Prolog aus dem Buch "Vom Gärtnern in der Stadt - die neue Landlust zwischen Beton und Asphalt", oekom verlag von Martin Rasper.
von Martin Rasper
Gärtner in der Stadt© evidero

Lesen Sie bei evidero den Prolog aus dem Buch “Vom Gärtnern in der Stadt – die neue Landlust zwischen Beton und Asphalt” von Martin Rasper.

Ein Gespenst geht um in Europa, ein fröhliches buntes Gespenst mit Dreck unter den Fingernägeln: der Neue Gärtner. Aufgetaucht aus dem Nichts, hat er in kürzester Zeit die Städte erobert. Die Illustrierten überschlagen sich mit Geschichten über coole Guerilla-Gärtner und urbane Gemüsezüchter. Designer entwerfen futuristische Hängebeetkonstruktionen und Gartengeräte aus Recyclingmaterial. Gärtnern ist hip, ist „der neue Rock ’n‘ Roll“, wenn nicht gar, wie aus London zu hören war, „der neue Sex“.

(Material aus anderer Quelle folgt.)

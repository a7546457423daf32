//! Demo host that routes a greeter interface between two implementations.
//!
//! The `new-greeting` flag picks the implementation; the friendly greeter can
//! be made to fail or stall so the fallback and timeout policies are visible in
//! the logs.
//!
//! ```text
//! switchyard-demo --new-greeting --calls 3
//! switchyard-demo --new-greeting --friendly-fails --json
//! switchyard-demo --trial trial.json
//! ```

use std::path::PathBuf;
use std::sync::Arc;
use std::time::Duration;

use anyhow::Context;
use async_trait::async_trait;
use clap::Parser;
use switchyard_core::{
    modes, InMemoryConfiguration, InMemoryFlags, OnErrorPolicy, RoutingError, SelectionModeRegistry,
    TimeoutAction, TimeoutPolicy, TrialDefinition, TrialRegistration,
};
use switchyard_router::{
    CircuitBreakerFactory, ConcurrencyLimitFactory, ImplementationCatalog, InvocationProxy,
    LoggingFactory, RouterConfig, TimeoutFactory, TracingTelemetry,
};
use tracing::info;
use tracing_subscriber::EnvFilter;

const SERVICE: &str = "greeter";
const FLAG: &str = "new-greeting";

#[derive(Parser, Debug)]
#[command(name = "switchyard-demo", version, about = "Route greeter calls between implementations")]
struct Args {
    /// State of the `new-greeting` flag.
    #[arg(long, env = "SWITCHYARD_NEW_GREETING")]
    new_greeting: bool,

    /// Make the friendly greeter return an error.
    #[arg(long)]
    friendly_fails: bool,

    /// Delay the friendly greeter by this many milliseconds.
    #[arg(long, default_value_t = 0)]
    friendly_delay_ms: u64,

    /// Deadline for the routed call before falling back to the default.
    #[arg(long, default_value_t = 200)]
    timeout_ms: u64,

    /// JSON trial definition to use instead of the built-in one.
    #[arg(long, env = "SWITCHYARD_TRIAL")]
    trial: Option<PathBuf>,

    /// Name to greet.
    #[arg(long, default_value = "world")]
    name: String,

    /// Number of calls to make.
    #[arg(long, default_value_t = 1)]
    calls: u32,

    /// Emit logs as JSON.
    #[arg(long, env = "SWITCHYARD_LOG_JSON")]
    json: bool,

    /// Log filter used when `RUST_LOG` is unset.
    #[arg(long, default_value = "info")]
    log_level: String,
}

// ---------------------------------------------------------------------------
// Greeter interface
// ---------------------------------------------------------------------------

#[derive(Debug, thiserror::Error)]
enum GreetError {
    #[error("greeter unavailable: {0}")]
    Unavailable(String),
    #[error(transparent)]
    Routing(#[from] RoutingError),
}

#[async_trait]
trait Greeter: Send + Sync {
    async fn greet(&self, name: String) -> Result<String, GreetError>;
}

struct ClassicGreeter;

#[async_trait]
impl Greeter for ClassicGreeter {
    async fn greet(&self, name: String) -> Result<String, GreetError> {
        Ok(format!("Hello, {name}."))
    }
}

struct FriendlyGreeter {
    fails: bool,
    delay: Duration,
}

#[async_trait]
impl Greeter for FriendlyGreeter {
    async fn greet(&self, name: String) -> Result<String, GreetError> {
        if !self.delay.is_zero() {
            tokio::time::sleep(self.delay).await;
        }
        if self.fails {
            return Err(GreetError::Unavailable("friendly greeter is switched off".to_string()));
        }
        Ok(format!("Hey {name}, great to see you!"))
    }
}

switchyard_router::route_methods! {
    impl Greeter {
        async fn greet(&self, name: String) -> Result<String, GreetError>;
    }
}

// ---------------------------------------------------------------------------
// Wiring
// ---------------------------------------------------------------------------

fn init_tracing(args: &Args) {
    let filter = EnvFilter::try_from_default_env().unwrap_or_else(|_| EnvFilter::new(&args.log_level));
    let builder = tracing_subscriber::fmt().with_env_filter(filter).with_target(true);
    if args.json {
        builder.json().init();
    } else {
        builder.init();
    }
}

fn load_registration(args: &Args) -> anyhow::Result<TrialRegistration> {
    if let Some(path) = &args.trial {
        let raw = std::fs::read_to_string(path)
            .with_context(|| format!("reading trial definition {}", path.display()))?;
        let definition: TrialDefinition = serde_json::from_str(&raw)
            .with_context(|| format!("parsing trial definition {}", path.display()))?;
        return TrialRegistration::from_definition(definition).context("invalid trial definition");
    }

    TrialRegistration::builder(SERVICE)
        .mode(modes::BOOLEAN_FLAG, FLAG)
        .default_trial("false", "classic")
        .trial("true", "friendly")
        .on_error(OnErrorPolicy::RedirectToDefault)
        .timeout(TimeoutPolicy::new(
            Duration::from_millis(args.timeout_ms),
            TimeoutAction::FallbackToDefault,
        ))
        .build()
        .context("invalid built-in trial")
}

#[tokio::main]
async fn main() -> anyhow::Result<()> {
    let args = Args::parse();
    init_tracing(&args);

    let registration = load_registration(&args)?;

    let flags = Arc::new(InMemoryFlags::new());
    flags.set(FLAG, args.new_greeting);
    let modes = Arc::new(SelectionModeRegistry::with_defaults(
        flags,
        Arc::new(InMemoryConfiguration::new()),
    ));

    let catalog = ImplementationCatalog::<dyn Greeter>::new();
    catalog.register("classic", || Arc::new(ClassicGreeter) as Arc<dyn Greeter>);
    let friendly: Arc<dyn Greeter> = Arc::new(FriendlyGreeter {
        fails: args.friendly_fails,
        delay: Duration::from_millis(args.friendly_delay_ms),
    });
    catalog.register_instance("friendly", friendly);

    let proxy = InvocationProxy::<dyn Greeter>::builder(registration, modes, Arc::new(catalog.clone()))
        .config(RouterConfig {
            name: "switchyard-demo".to_string(),
            ..RouterConfig::default()
        })
        .decorator(LoggingFactory)
        .decorator(ConcurrencyLimitFactory::default())
        .decorator(CircuitBreakerFactory::default())
        .decorator(TimeoutFactory::default())
        .telemetry(TracingTelemetry)
        .build();

    info!(
        service = %proxy.registration().service_type(),
        decorators = proxy.decorator_count(),
        "proxy ready"
    );

    let greeter: Arc<dyn Greeter> = Arc::new(proxy);
    for call in 1..=args.calls {
        match greeter.greet(args.name.clone()).await {
            Ok(greeting) => println!("{call}: {greeting}"),
            Err(err) => println!("{call}: error: {err}"),
        }
    }

    info!(open_scopes = catalog.open_scopes(), "done");
    Ok(())
}
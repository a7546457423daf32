//! Activation gate: decides whether a trial is live for a call before any
//! selection mode is consulted.

use std::sync::Arc;

use switchyard_core::{ActivationContext, ClockSource, InactiveReason, SystemClock, TrialRegistration};

/// Checks the activation window and predicate of a registration.
#[derive(Clone)]
pub struct ActivationGate {
    clock: Arc<dyn ClockSource>,
}

impl ActivationGate {
    #[must_use]
    pub fn new(clock: Arc<dyn ClockSource>) -> Self {
        Self { clock }
    }

    /// Returns `Ok` when the trial is active for this call.
    ///
    /// # Errors
    ///
    /// Returns the reason the trial is inactive. The window is checked before the
    /// predicate, so a predicate is never evaluated outside the window.
    pub fn evaluate(
        &self,
        registration: &TrialRegistration,
        method_name: &'static str,
    ) -> Result<(), InactiveReason> {
        let now_ms = self.clock.now_ms();
        registration.window().check(now_ms)?;

        if let Some(predicate) = registration.predicate() {
            let ctx = ActivationContext {
                service_type: registration.service_type(),
                method_name,
                now_ms,
            };
            if !predicate.evaluate(&ctx) {
                return Err(InactiveReason::PredicateRejected);
            }
        }
        Ok(())
    }
}

impl Default for ActivationGate {
    fn default() -> Self {
        Self::new(Arc::new(SystemClock))
    }
}

impl std::fmt::Debug for ActivationGate {
    fn fmt(&self, f: &mut std::fmt::Formatter<'_>) -> std::fmt::Result {
        f.debug_struct("ActivationGate").finish_non_exhaustive()
    }
}
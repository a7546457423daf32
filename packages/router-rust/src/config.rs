use std::sync::Arc;
use std::time::Duration;

use switchyard_core::{ServiceType, TrialRegistration};

/// Router-level defaults consulted by decorator factories.
///
/// Factories configured explicitly ignore these; the values only fill in what
/// a factory was not told.
#[derive(Debug, Clone)]
pub struct RouterConfig {
    /// Label for this router in logs.
    pub name: String,
    /// Per-attempt timeout used by `TimeoutFactory` without an explicit duration.
    pub default_attempt_timeout_ms: u64,
    /// Concurrency limit used by `ConcurrencyLimitFactory` without an explicit limit.
    pub max_concurrent_invocations: u32,
    /// Circuit breaker settings used by `CircuitBreakerFactory::default()`.
    pub circuit_breaker: CircuitBreakerConfig,
}

impl Default for RouterConfig {
    fn default() -> Self {
        Self {
            name: "switchyard".to_string(),
            default_attempt_timeout_ms: 30_000,
            max_concurrent_invocations: 1000,
            circuit_breaker: CircuitBreakerConfig::default(),
        }
    }
}

/// Configuration for the circuit breaker decorator.
#[derive(Debug, Clone, PartialEq, Eq)]
pub struct CircuitBreakerConfig {
    /// Consecutive failures of one key that open its circuit.
    pub failure_threshold: u32,
    /// How long an open circuit rejects calls before letting a probe through.
    pub reset_timeout: Duration,
}

impl Default for CircuitBreakerConfig {
    fn default() -> Self {
        Self {
            failure_threshold: 5,
            reset_timeout: Duration::from_secs(30),
        }
    }
}

/// Context handed to decorator factories when a proxy is built.
#[derive(Debug, Clone)]
pub struct ServiceContext {
    pub config: Arc<RouterConfig>,
    pub registration: Arc<TrialRegistration>,
}

impl ServiceContext {
    #[must_use]
    pub fn service_type(&self) -> &ServiceType {
        self.registration.service_type()
    }
}
//! Telemetry adapters and the per-call guard the proxy reports through.
//!
//! - [`NoopTelemetry`]: records nothing; the proxy default
//! - [`TracingTelemetry`]: structured `tracing` events per call
//! - [`MetricsTelemetry`]: counters and a duration histogram via the `metrics` facade
//!
//! Adapters only emit; installing a subscriber or recorder is up to the host.

pub mod counters;
pub mod noop;
pub mod traced;

pub use counters::MetricsTelemetry;
pub use noop::NoopTelemetry;
pub use traced::TracingTelemetry;

use switchyard_core::{InvocationContext, InvocationFailure, SelectionSource, TelemetryProvider, TelemetryScope};

/// Owns one call's telemetry scope.
///
/// The final outcome is reported at most once, and the scope is disposed exactly
/// once: explicitly through [`finish_success`](Self::finish_success) or
/// [`finish_failure`](Self::finish_failure), or on drop when the call is
/// cancelled mid-flight.
pub struct TelemetryGuard {
    scope: Option<Box<dyn TelemetryScope>>,
}

impl TelemetryGuard {
    #[must_use]
    pub fn start(provider: &dyn TelemetryProvider, ctx: &InvocationContext) -> Self {
        Self {
            scope: Some(provider.start_invocation(ctx)),
        }
    }

    pub fn record_variant(&mut self, key: &str, source: SelectionSource) {
        if let Some(scope) = self.scope.as_mut() {
            scope.record_variant(key, source);
        }
    }

    pub fn record_fallback(&mut self, key: &str) {
        if let Some(scope) = self.scope.as_mut() {
            scope.record_fallback(key);
        }
    }

    pub fn record_attempt_failure(&mut self, key: &str, failure: &InvocationFailure) {
        if let Some(scope) = self.scope.as_mut() {
            scope.record_attempt_failure(key, failure);
        }
    }

    /// Reports success and closes the scope.
    pub fn finish_success(&mut self) {
        if let Some(mut scope) = self.scope.take() {
            scope.record_success();
            scope.dispose();
        }
    }

    /// Reports the final failure and closes the scope.
    pub fn finish_failure(&mut self, failure: &InvocationFailure) {
        if let Some(mut scope) = self.scope.take() {
            scope.record_failure(failure);
            scope.dispose();
        }
    }
}

impl Drop for TelemetryGuard {
    fn drop(&mut self) {
        if let Some(mut scope) = self.scope.take() {
            scope.dispose();
        }
    }
}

Die Musikzeitschrift Spex nennt die Gründer des Berliner Prinzessinnengartens „Die Bauern von Kreuzberg“ und zeigt einen der beiden auf einem historisierenden Schwarz-Weiß-Foto mit Zigarette im Mundwinkel und Tweedmütze auf dem Kopf, wie er lässig mit der Brause die Hochbeete wässert, eine skurrile Mischung aus James Dean und Henry David Thoreau.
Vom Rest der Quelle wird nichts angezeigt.